From Casetext: Smarter Legal Research

Watson v. Aurora Loan Servs. LLC

UNITED STATES DISTRICT COURT FOR THE NORTHERN DISTRICT OF TEXAS FORT WORTH DIVISION
Oct 25, 2012
ACTION NO. 4:11-CV-301-BJ (N.D. Tex. Oct. 25, 2012)

Opinion

ACTION NO. 4:11-CV-301-BJ

10-25-2012

LEO WATSON, ET AL., v. AURORA LOAN SERVICES LLC, ET AL.
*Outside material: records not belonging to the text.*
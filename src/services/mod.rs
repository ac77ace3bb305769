//! The configurable weekly service grid: which day-parts a daycare centre
//! offers, and which of them a household has selected.

pub(crate) mod slug;
mod weekday;

pub use weekday::Weekday;

use std::collections::{BTreeMap, BTreeSet};

use rust_decimal::Decimal;
use serde::{Deserialize, Serialize};
use tracing::debug;

use crate::config::ConfigError;

/// A selectable day-part, e.g. "Ganzer Tag inkl. Mittagessen" at 100%.
#[derive(Debug, Clone, PartialEq, Serialize)]
pub struct ServiceDefinition {
    /// URL-safe slug of the title, unique within one catalog.
    pub id: String,
    pub title: String,
    /// Fraction of the full daily rate this day-part represents, in
    /// percentage points.
    pub percentage: Decimal,
    /// Weekdays on which the service may be booked.
    pub days: BTreeSet<Weekday>,
}

/// Raw service record as the organisation stores it. The German keys are a
/// fixed external contract of the settings document.
#[derive(Debug, Deserialize)]
struct ServiceRecord {
    titel: String,
    tage: String,
    prozent: Decimal,
}

/// Errors in a household's attendance selection. These are user input
/// errors the caller must surface before any subsidy is computed.
#[derive(Debug, Clone, PartialEq, Eq, thiserror::Error)]
pub enum SelectionError {
    #[error("no service with id {0:?} exists in this catalog")]
    UnknownService(String),
    #[error("more than one service selected on {}", .day.label())]
    OverlappingDays { day: Weekday },
}

/// The parsed service catalog together with the household's selection.
#[derive(Debug, Clone, Default, PartialEq)]
pub struct Services {
    available: Vec<ServiceDefinition>,
    selected: BTreeMap<String, BTreeSet<Weekday>>,
}

impl Services {
    /// Parses the organisation's service-definition document, a YAML
    /// sequence of `{titel, tage, prozent}` records.
    ///
    /// Slug collisions overwrite the earlier entry in place: the last
    /// record wins, at the position of the first. This mirrors how the
    /// settings document has always behaved and is covered by tests; it is
    /// not an oversight.
    pub fn from_definition(definition: &str) -> Result<Self, ConfigError> {
        let records: Vec<ServiceRecord> =
            serde_yaml::from_str(definition).map_err(ConfigError::InvalidServiceDefinition)?;

        let mut available: Vec<ServiceDefinition> = Vec::with_capacity(records.len());

        for record in records {
            let id = slug::normalize_for_url(&record.titel);

            let mut days = BTreeSet::new();
            for name in record.tage.split(',') {
                let day = Weekday::from_german_name(name).ok_or_else(|| {
                    ConfigError::UnknownWeekday {
                        service: record.titel.clone(),
                        name: name.trim().to_string(),
                    }
                })?;
                days.insert(day);
            }

            let service = ServiceDefinition {
                id: id.clone(),
                title: record.titel,
                percentage: record.prozent,
                days,
            };

            match available.iter_mut().find(|existing| existing.id == id) {
                Some(existing) => *existing = service,
                None => available.push(service),
            }
        }

        debug!(services = available.len(), "parsed service definition");

        Ok(Self {
            available,
            selected: BTreeMap::new(),
        })
    }

    /// Syntax-checks a definition document without keeping the result,
    /// for use by settings forms.
    pub fn check_definition(definition: &str) -> Result<(), ConfigError> {
        Self::from_definition(definition).map(|_| ())
    }

    pub fn available(&self) -> &[ServiceDefinition] {
        &self.available
    }

    pub fn get(&self, service_id: &str) -> Option<&ServiceDefinition> {
        self.available.iter().find(|s| s.id == service_id)
    }

    /// Marks a weekday as selected for a service. Idempotent.
    pub fn select(&mut self, service_id: &str, day: Weekday) -> Result<(), SelectionError> {
        if self.get(service_id).is_none() {
            return Err(SelectionError::UnknownService(service_id.to_string()));
        }

        self.selected
            .entry(service_id.to_string())
            .or_default()
            .insert(day);

        Ok(())
    }

    /// Removes a weekday from a service's selection. Idempotent.
    pub fn deselect(&mut self, service_id: &str, day: Weekday) {
        if let Some(days) = self.selected.get_mut(service_id) {
            days.remove(&day);
        }
    }

    pub fn is_selected(&self, service_id: &str, day: Weekday) -> bool {
        self.selected
            .get(service_id)
            .map(|days| days.contains(&day))
            .unwrap_or(false)
    }

    /// Checks that no weekday is covered by more than one service. Two
    /// day-parts on the same day are a user input error, never resolved
    /// silently.
    pub fn validate_selection(&self) -> Result<(), SelectionError> {
        for day in Weekday::ordered() {
            let covering = self
                .selected
                .values()
                .filter(|days| days.contains(&day))
                .count();

            if covering > 1 {
                return Err(SelectionError::OverlappingDays { day });
            }
        }

        Ok(())
    }

    /// Total selected percentage points: Σ percentage × selected days.
    ///
    /// Deliberately uncapped; a selection of five full days at 100% totals
    /// 500.
    pub fn total(&self) -> Decimal {
        self.selected
            .iter()
            .filter_map(|(id, days)| {
                self.get(id)
                    .map(|service| service.percentage * Decimal::from(days.len()))
            })
            .sum()
    }
}
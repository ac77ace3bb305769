//! Ledger arithmetic for the subsidy pipeline: decimal contexts, the
//! five-cent rounding rule and the auditable calculation block.

mod block;
mod context;
mod rounding;

pub use block::{Amount, Block, Line, Operation, OperationKind, ResultLine};
pub use context::CalcContext;
pub use rounding::{round_to_5_cents, RoundedAmount};

/// Failures of the block arithmetic itself. These indicate a defect in the
/// calling code or a nonsensical configuration, never bad user input.
#[derive(Debug, Clone, Copy, PartialEq, Eq, thiserror::Error)]
pub enum ArithmeticError {
    #[error("division by zero in calculation block")]
    DivisionByZero,
    #[error("decimal overflow in calculation block")]
    Overflow,
}
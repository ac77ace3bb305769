use serde::Serialize;

/// A weekday slot of the weekly attendance grid, Monday first.
#[derive(Debug, Clone, Copy, PartialEq, Eq, PartialOrd, Ord, Hash, Serialize)]
#[serde(rename_all = "snake_case")]
pub enum Weekday {
    Monday,
    Tuesday,
    Wednesday,
    Thursday,
    Friday,
    Saturday,
    Sunday,
}

impl Weekday {
    pub const fn ordered() -> [Self; 7] {
        [
            Self::Monday,
            Self::Tuesday,
            Self::Wednesday,
            Self::Thursday,
            Self::Friday,
            Self::Saturday,
            Self::Sunday,
        ]
    }

    pub const fn index(self) -> u8 {
        self as u8
    }

    /// Display label in the deployment language.
    pub const fn label(self) -> &'static str {
        match self {
            Self::Monday => "Montag",
            Self::Tuesday => "Dienstag",
            Self::Wednesday => "Mittwoch",
            Self::Thursday => "Donnerstag",
            Self::Friday => "Freitag",
            Self::Saturday => "Samstag",
            Self::Sunday => "Sonntag",
        }
    }

    /// Matches a weekday name by its first two characters, case-insensitive.
    ///
    /// The table Mo, Di, Mi, Do, Fr, Sa, So is a fixed external contract of
    /// the service-definition documents, not a configurable mapping.
    pub fn from_german_name(name: &str) -> Option<Self> {
        let mut chars = name.trim().chars().flat_map(char::to_lowercase);
        let first = chars.next()?;
        let second = chars.next()?;

        match (first, second) {
            ('m', 'o') => Some(Self::Monday),
            ('d', 'i') => Some(Self::Tuesday),
            ('m', 'i') => Some(Self::Wednesday),
            ('d', 'o') => Some(Self::Thursday),
            ('f', 'r') => Some(Self::Friday),
            ('s', 'a') => Some(Self::Saturday),
            ('s', 'o') => Some(Self::Sunday),
            _ => None,
        }
    }
}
MEMORANDUM OPINION AND ORDER

GRANTING DEFENDANT'S MOTION FOR SUMMARY JUDGMENT ON

PLAINTIFF'S REMAINING CLAIM UNDER THE FEDERAL FAIR DEBT

COLLECTION PRACTICES ACT

In a Memorandum Opinion and Order dated August 21, 2012, the Court partially granted a Motion for Summary Judgment filed by Defendant Aurora Loan Services LLC which had been filed on February 3,2012 [doc. #30]. In the August 21,2012 Memorandum Opinion and Order, the Court granted Defendant summary judgment on all of Plaintiffs' claims except for Plaintiffs' claims pursuant to 15 U.S.C. § 1692g of the Federal Fair Debt Collection Practices Act ("FDCPA"). The Court found, based on the record and including facts asserted by Defendant, that Plaintiffs had raised a genuine issue of material fact whether Defendant breached section 1692g of the FDCPA. See August 21, 2012 Memorandum Opinion and Order at 14. However, the Court, in that same order, requested that the parties submit additional briefing as to whether Defendant qualified as a "debt collector" under the FDCPA and was, thus, even subj ect to the requirements set forth in the FDCPA. (Id. at 14-17.)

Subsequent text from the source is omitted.